As secções (recreativa, desportiva e cultural) iam desenvolvendo o seu trabalho e, algumas datas começaram a ser comemoradas com o envolvimento de todas as vertentes: 3 de Janeiro (fundação da URCA), carnaval, Páscoa, 18 de Abril (ocupação da quinta), 25 de Abril, 1 de Maio, santos populares, Natal e ano novo. As várias comemorações passavam pela realização de provas de atletismo, ciclismo, bailes, apresentação do rancho folclórico e de pequenas peças de teatro. No dia 25 de Abril, para além de todas as outras realizações, começou, desde 1976, a ter um outro elemento – a realização de almoço comemorativo. Foi tradição que se manteve durante muitos anos mas, tanto quanto me venho apercebendo, caiu há algum tempo. É pena!
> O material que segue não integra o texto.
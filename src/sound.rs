//! Sound cues

use std::fmt;

/// Short UI sounds fired on state transitions
#[derive(Debug, Clone, Copy, PartialEq, Eq, Hash)]
pub enum SoundCue {
    TabOpen,
    TabClose,
    Click,
    DownloadComplete,
}

impl fmt::Display for SoundCue {
    fn fmt(&self, f: &mut fmt::Formatter<'_>) -> fmt::Result {
        f.write_str(match self {
            SoundCue::TabOpen => "tab-open",
            SoundCue::TabClose => "tab-close",
            SoundCue::Click => "click",
            SoundCue::DownloadComplete => "download-complete",
        })
    }
}

/// Plays cues; fire-and-forget, failures are the player's business
#[cfg_attr(test, mockall::automock)]
pub trait SoundPlayer: Send {
    fn play(&self, cue: SoundCue);
}

/// Player that only logs the cue
#[derive(Debug, Default, Clone, Copy)]
pub struct LogSoundPlayer;

impl SoundPlayer for LogSoundPlayer {
    fn play(&self, cue: SoundCue) {
        log::debug!("Sound cue: {}", cue);
    }
}
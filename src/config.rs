//! Application configuration
//!
//! Defaults are overridden from the environment:
//!
//! - `GEMINI_API_KEY` (or `API_KEY`): answer service key
//! - `ANSWER_MODEL`: model name
//! - `ANSWER_BASE_URL`: service endpoint root
//! - `ANSWER_DATA_DIR`: where the persistence mirror lives

use std::path::PathBuf;
use std::time::Duration;

use crate::answer::{DEFAULT_BASE_URL, DEFAULT_MODEL};
use crate::ledger::DEFAULT_QUIET_PERIOD;

/// Runtime configuration
#[derive(Debug, Clone)]
pub struct AppConfig {
    pub api_key: Option<String>,
    pub model: String,
    pub base_url: String,
    /// `None` keeps everything in memory
    pub data_dir: Option<PathBuf>,
    /// Omnibox debounce before an edit becomes an undo step
    pub history_quiet_period: Duration,
}

impl Default for AppConfig {
    fn default() -> Self {
        Self {
            api_key: None,
            model: DEFAULT_MODEL.to_string(),
            base_url: DEFAULT_BASE_URL.to_string(),
            data_dir: default_data_dir(),
            history_quiet_period: DEFAULT_QUIET_PERIOD,
        }
    }
}

impl AppConfig {
    /// Defaults overridden by environment variables
    pub fn from_env() -> Self {
        Self::from_lookup(|key| std::env::var(key).ok())
    }

    /// Build from an arbitrary variable source
    pub fn from_lookup(lookup: impl Fn(&str) -> Option<String>) -> Self {
        let mut config = Self::default();
        let non_empty = |key: &str| lookup(key).filter(|v| !v.trim().is_empty());

        config.api_key = non_empty("GEMINI_API_KEY").or_else(|| non_empty("API_KEY"));
        if let Some(model) = non_empty("ANSWER_MODEL") {
            config.model = model;
        }
        if let Some(base_url) = non_empty("ANSWER_BASE_URL") {
            config.base_url = base_url;
        }
        if let Some(dir) = non_empty("ANSWER_DATA_DIR") {
            config.data_dir = Some(PathBuf::from(dir));
        }
        config
    }

    /// Keep all state in memory for this run
    pub fn ephemeral(mut self) -> Self {
        self.data_dir = None;
        self
    }
}

fn default_data_dir() -> Option<PathBuf> {
    dirs::data_dir().map(|dir| dir.join("answer-browser"))
}
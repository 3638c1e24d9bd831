//! Browsing history

use std::sync::Arc;

use chrono::{DateTime, Duration, Local, NaiveDate, TimeZone};
use serde::{Deserialize, Serialize};

use super::{HISTORY_KEY, KeyValueStore, Mirror, generate_id};
use crate::utils::now_millis;

/// A visited page
#[derive(Debug, Clone, PartialEq, Eq, Serialize, Deserialize)]
pub struct HistoryItem {
    pub id: String,
    pub url: String,
    pub title: String,
    /// Milliseconds since the Unix epoch
    pub timestamp: i64,
}

#[derive(Debug, Default, Serialize, Deserialize)]
struct HistoryState {
    history: Vec<HistoryItem>,
}

/// Visit history mirrored to local storage
pub struct History {
    state: HistoryState,
    mirror: Mirror<HistoryState>,
}

impl History {
    pub fn load(store: Arc<dyn KeyValueStore>) -> Self {
        let mirror = Mirror::new(store, HISTORY_KEY);
        let state = mirror.hydrate();
        Self { state, mirror }
    }

    /// Entries oldest first
    pub fn all(&self) -> &[HistoryItem] {
        &self.state.history
    }

    pub fn len(&self) -> usize {
        self.state.history.len()
    }

    pub fn is_empty(&self) -> bool {
        self.state.history.is_empty()
    }

    /// Record a visit. Revisiting the most recent url is not recorded again.
    pub fn add(&mut self, url: impl Into<String>, title: impl Into<String>) -> bool {
        let url = url.into();
        if self.state.history.last().is_some_and(|last| last.url == url) {
            return false;
        }
        self.state.history.push(HistoryItem {
            id: generate_id(),
            url,
            title: title.into(),
            timestamp: now_millis(),
        });
        self.persist();
        true
    }

    pub fn remove(&mut self, id: &str) {
        let before = self.state.history.len();
        self.state.history.retain(|item| item.id != id);
        if self.state.history.len() != before {
            self.persist();
        }
    }

    pub fn clear(&mut self) {
        self.state.history.clear();
        self.persist();
    }

    /// Case-insensitive match on title or url, newest first
    pub fn search(&self, query: &str) -> Vec<&HistoryItem> {
        let needle = query.to_lowercase();
        let mut found: Vec<&HistoryItem> = self
            .state
            .history
            .iter()
            .filter(|item| {
                needle.is_empty()
                    || item.title.to_lowercase().contains(&needle)
                    || item.url.to_lowercase().contains(&needle)
            })
            .collect();
        found.sort_by(|a, b| b.timestamp.cmp(&a.timestamp));
        found
    }

    fn persist(&self) {
        self.mirror.write(&self.state);
    }
}

/// Entries that share a calendar day
#[derive(Debug, Clone, PartialEq, Eq)]
pub struct HistoryGroup<'a> {
    /// "Today", "Yesterday", or a long date such as "March 4, 2026"
    pub label: String,
    pub items: Vec<&'a HistoryItem>,
}

/// Group entries by local calendar day, preserving input order.
pub fn group_by_day<'a>(items: &[&'a HistoryItem], today: NaiveDate) -> Vec<HistoryGroup<'a>> {
    let yesterday = today - Duration::days(1);
    let mut groups: Vec<HistoryGroup<'a>> = Vec::new();

    for &item in items {
        let day = local_date(item.timestamp);
        let label = if day == Some(today) {
            "Today".to_string()
        } else if day == Some(yesterday) {
            "Yesterday".to_string()
        } else {
            day.map(|d| d.format("%B %-d, %Y").to_string())
                .unwrap_or_else(|| "Unknown date".to_string())
        };

        match groups.iter_mut().find(|g| g.label == label) {
            Some(group) => group.items.push(item),
            None => groups.push(HistoryGroup {
                label,
                items: vec![item],
            }),
        }
    }

    groups
}

fn local_date(timestamp_ms: i64) -> Option<NaiveDate> {
    let utc = DateTime::from_timestamp_millis(timestamp_ms)?;
    Some(Local.from_utc_datetime(&utc.naive_utc()).date_naive())
}

#[cfg(test)]
mod tests {
    use super::*;
    use crate::storage::MemoryStore;

    fn history() -> History {
        History::load(Arc::new(MemoryStore::new()))
    }

    fn item_on(date: NaiveDate, id: &str) -> HistoryItem {
        let noon = date.and_hms_opt(12, 0, 0).unwrap();
        let timestamp = Local
            .from_local_datetime(&noon)
            .single()
            .unwrap()
            .timestamp_millis();
        HistoryItem {
            id: id.into(),
            url: format!("https://{}.example", id),
            title: id.into(),
            timestamp,
        }
    }

    #[test]
    fn test_consecutive_duplicate_is_skipped() {
        let mut history = history();
        assert!(history.add("https://a.example", "a"));
        assert!(!history.add("https://a.example", "a"));
        assert!(history.add("https://b.example", "b"));
        assert!(history.add("https://a.example", "a"));
        assert_eq!(history.len(), 3);
    }

    #[test]
    fn test_remove_and_clear() {
        let mut history = history();
        history.add("https://a.example", "a");
        history.add("https://b.example", "b");
        let id = history.all()[0].id.clone();

        history.remove(&id);
        assert_eq!(history.len(), 1);
        assert_eq!(history.all()[0].title, "b");

        history.clear();
        assert!(history.is_empty());
    }

    #[test]
    fn test_search_filters_title_and_url() {
        let mut history = history();
        history.add("https://rust-lang.org", "rust-lang.org");
        history.add("https://docs.rs", "Docs");
        assert_eq!(history.search("RUST").len(), 1);
        assert_eq!(history.search("docs").len(), 1);
        assert_eq!(history.search("").len(), 2);
    }

    #[test]
    fn test_group_by_day_labels() {
        let today = NaiveDate::from_ymd_opt(2026, 3, 10).unwrap();
        let a = item_on(today, "a");
        let b = item_on(today - Duration::days(1), "b");
        let c = item_on(NaiveDate::from_ymd_opt(2026, 3, 4).unwrap(), "c");
        let d = item_on(today, "d");
        let items = vec![&a, &b, &c, &d];

        let groups = group_by_day(&items, today);

        let labels: Vec<&str> = groups.iter().map(|g| g.label.as_str()).collect();
        assert_eq!(labels, vec!["Today", "Yesterday", "March 4, 2026"]);
        assert_eq!(groups[0].items.len(), 2);
    }
}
Em Dezembro, organizava-se uma festa de Natal para as crianças da Abrunheira. Para além do lanche e dum programa a propósito, feito com a prata da casa, onde não faltava Pai Natal e Palhaços, era entregue a cada criança, previamente inscrita numa lista, um brinquedo adequado à idade. O lanche era oferecido pela URCA, população e comerciantes locais. Os brinquedos eram comprados com donativos de algumas fábricas e também pelos comerciantes da Abrunheira.

O tempo foi passando, as instalações mantinham-se sempre abertas com um pequeno bar de apoio com a presença, desde a primeira hora, do saudoso Ti Faustino. Ele era tudo – porteiro, guardador, cuidador, tomava conta das crianças que vinham ao parque e garantia o funcionamento do bar. A função cuidadora do Ti Faustino foi fundamental nestes primeiros anos.
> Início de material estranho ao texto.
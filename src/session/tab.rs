//! Tabs and their display state

use std::fmt;

use crate::answer::Answer;

/// Title every blank tab starts with
pub const NEW_TAB_TITLE: &str = "New Tab";

/// Unique tab identifier
#[derive(Debug, Clone, Copy, PartialEq, Eq, Hash, PartialOrd, Ord)]
pub struct TabId(u64);

impl TabId {
    pub fn new(id: u64) -> Self {
        Self(id)
    }
}

impl fmt::Display for TabId {
    fn fmt(&self, f: &mut fmt::Formatter<'_>) -> fmt::Result {
        write!(f, "tab-{}", self.0)
    }
}

/// What a tab is currently showing.
///
/// Exactly one variant applies at a time, so a tab can never be searching
/// while also holding an answer or an error.
#[derive(Debug, Clone, Default, PartialEq, Eq)]
pub enum TabDisplay {
    /// Fresh tab, landing page
    #[default]
    Blank,
    /// The omnibox input was treated as a URL
    Navigating { url: String },
    /// An answer request is outstanding
    Searching { query: String, generation: u64 },
    /// The answer request failed
    Failed { query: String, error: String },
    /// The answer request resolved
    Answered { query: String, answer: Answer },
}

impl TabDisplay {
    /// Query behind the current search state, if any
    pub fn query(&self) -> Option<&str> {
        match self {
            Self::Searching { query, .. }
            | Self::Failed { query, .. }
            | Self::Answered { query, .. } => Some(query),
            Self::Blank | Self::Navigating { .. } => None,
        }
    }
}

/// A browser tab
#[derive(Debug, Clone, PartialEq, Eq)]
pub struct Tab {
    id: TabId,
    title: String,
    /// Text shown in the omnibox while this tab is active
    input_value: String,
    display: TabDisplay,
}

impl Tab {
    /// Create a new blank tab
    pub fn new(id: TabId) -> Self {
        Self {
            id,
            title: NEW_TAB_TITLE.to_string(),
            input_value: String::new(),
            display: TabDisplay::Blank,
        }
    }

    pub fn id(&self) -> TabId {
        self.id
    }

    pub fn title(&self) -> &str {
        &self.title
    }

    pub fn input_value(&self) -> &str {
        &self.input_value
    }

    pub fn display(&self) -> &TabDisplay {
        &self.display
    }

    pub fn is_blank(&self) -> bool {
        matches!(self.display, TabDisplay::Blank)
    }

    /// True only while an answer request is unresolved for this tab
    pub fn is_searching(&self) -> bool {
        matches!(self.display, TabDisplay::Searching { .. })
    }

    pub fn answer(&self) -> Option<&Answer> {
        match &self.display {
            TabDisplay::Answered { answer, .. } => Some(answer),
            _ => None,
        }
    }

    pub fn search_error(&self) -> Option<&str> {
        match &self.display {
            TabDisplay::Failed { error, .. } => Some(error),
            _ => None,
        }
    }

    pub fn navigation_url(&self) -> Option<&str> {
        match &self.display {
            TabDisplay::Navigating { url } => Some(url),
            _ => None,
        }
    }

    /// Query that produced the current search state
    pub fn search_query(&self) -> Option<&str> {
        self.display.query()
    }

    /// Merge a partial update; absent fields are left alone
    pub fn apply(&mut self, update: TabUpdate) {
        if let Some(title) = update.title {
            self.title = title;
        }
        if let Some(input_value) = update.input_value {
            self.input_value = input_value;
        }
        if let Some(display) = update.display {
            self.display = display;
        }
    }

    /// Back to blank-tab defaults, keeping the id
    pub fn clear(&mut self) {
        *self = Self::new(self.id);
    }
}

/// Partial tab update, merged field by field
#[derive(Debug, Clone, Default, PartialEq, Eq)]
pub struct TabUpdate {
    pub title: Option<String>,
    pub input_value: Option<String>,
    pub display: Option<TabDisplay>,
}

impl TabUpdate {
    pub fn new() -> Self {
        Self::default()
    }

    pub fn title(mut self, title: impl Into<String>) -> Self {
        self.title = Some(title.into());
        self
    }

    pub fn input_value(mut self, input_value: impl Into<String>) -> Self {
        self.input_value = Some(input_value.into());
        self
    }

    pub fn display(mut self, display: TabDisplay) -> Self {
        self.display = Some(display);
        self
    }
}

#[cfg(test)]
mod tests {
    use super::*;

    #[test]
    fn test_new_tab_is_blank() {
        let tab = Tab::new(TabId::new(7));
        assert_eq!(tab.title(), NEW_TAB_TITLE);
        assert_eq!(tab.input_value(), "");
        assert!(tab.is_blank());
        assert!(!tab.is_searching());
        assert!(tab.answer().is_none());
        assert!(tab.search_error().is_none());
        assert!(tab.navigation_url().is_none());
        assert!(tab.search_query().is_none());
    }

    #[test]
    fn test_apply_merges_only_given_fields() {
        let mut tab = Tab::new(TabId::new(1));
        tab.apply(TabUpdate::new().input_value("rust"));
        tab.apply(TabUpdate::new().title("Searching: rust"));

        assert_eq!(tab.input_value(), "rust");
        assert_eq!(tab.title(), "Searching: rust");
        assert!(tab.is_blank());
    }

    #[test]
    fn test_display_accessors() {
        let mut tab = Tab::new(TabId::new(1));
        tab.apply(TabUpdate::new().display(TabDisplay::Failed {
            query: "q".into(),
            error: "boom".into(),
        }));
        assert_eq!(tab.search_error(), Some("boom"));
        assert_eq!(tab.search_query(), Some("q"));
        assert!(tab.answer().is_none());

        tab.apply(TabUpdate::new().display(TabDisplay::Navigating {
            url: "https://example.com".into(),
        }));
        assert_eq!(tab.navigation_url(), Some("https://example.com"));
        assert!(tab.search_query().is_none());
        assert!(tab.search_error().is_none());
    }

    #[test]
    fn test_clear_keeps_id() {
        let mut tab = Tab::new(TabId::new(3));
        tab.apply(
            TabUpdate::new()
                .title("x")
                .input_value("y")
                .display(TabDisplay::Navigating { url: "z".into() }),
        );
        tab.clear();
        assert_eq!(tab, Tab::new(TabId::new(3)));
    }

    #[test]
    fn test_tab_id_display() {
        assert_eq!(TabId::new(42).to_string(), "tab-42");
    }
}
Em termos de crescimento e consolidação, a secção cultural com a sua atividade teatral organizada no GITU – Grupo de Intervenção Teatral da URCA, existente desde a fundação da coletividade, viria a ser a grande força mobilizadora da URCA nos anos 70 e 80. O GITU criou e desenvolveu, com o apoio de alguns amigos, um dos melhores grupos de teatro amador do Concelho e até da região.

Lá pelos anos 77/78, a direção da URCA foi contactada por um grupo de teatro profissional residente em Sintra, para apresentação no nosso pavilhão, do seu trabalho em cena. O porta-voz do grupo era o, também ator, Gil Matias. Fizeram o seu trabalho, os abrunhenses gostaram e o Gil Matias passou a fazer parte da nossa agenda de amigos. Em pouco tempo, com a nossa vontade e a sua disponibilidade, avançamos para a reorganização do GITU com a direção do nosso amigo.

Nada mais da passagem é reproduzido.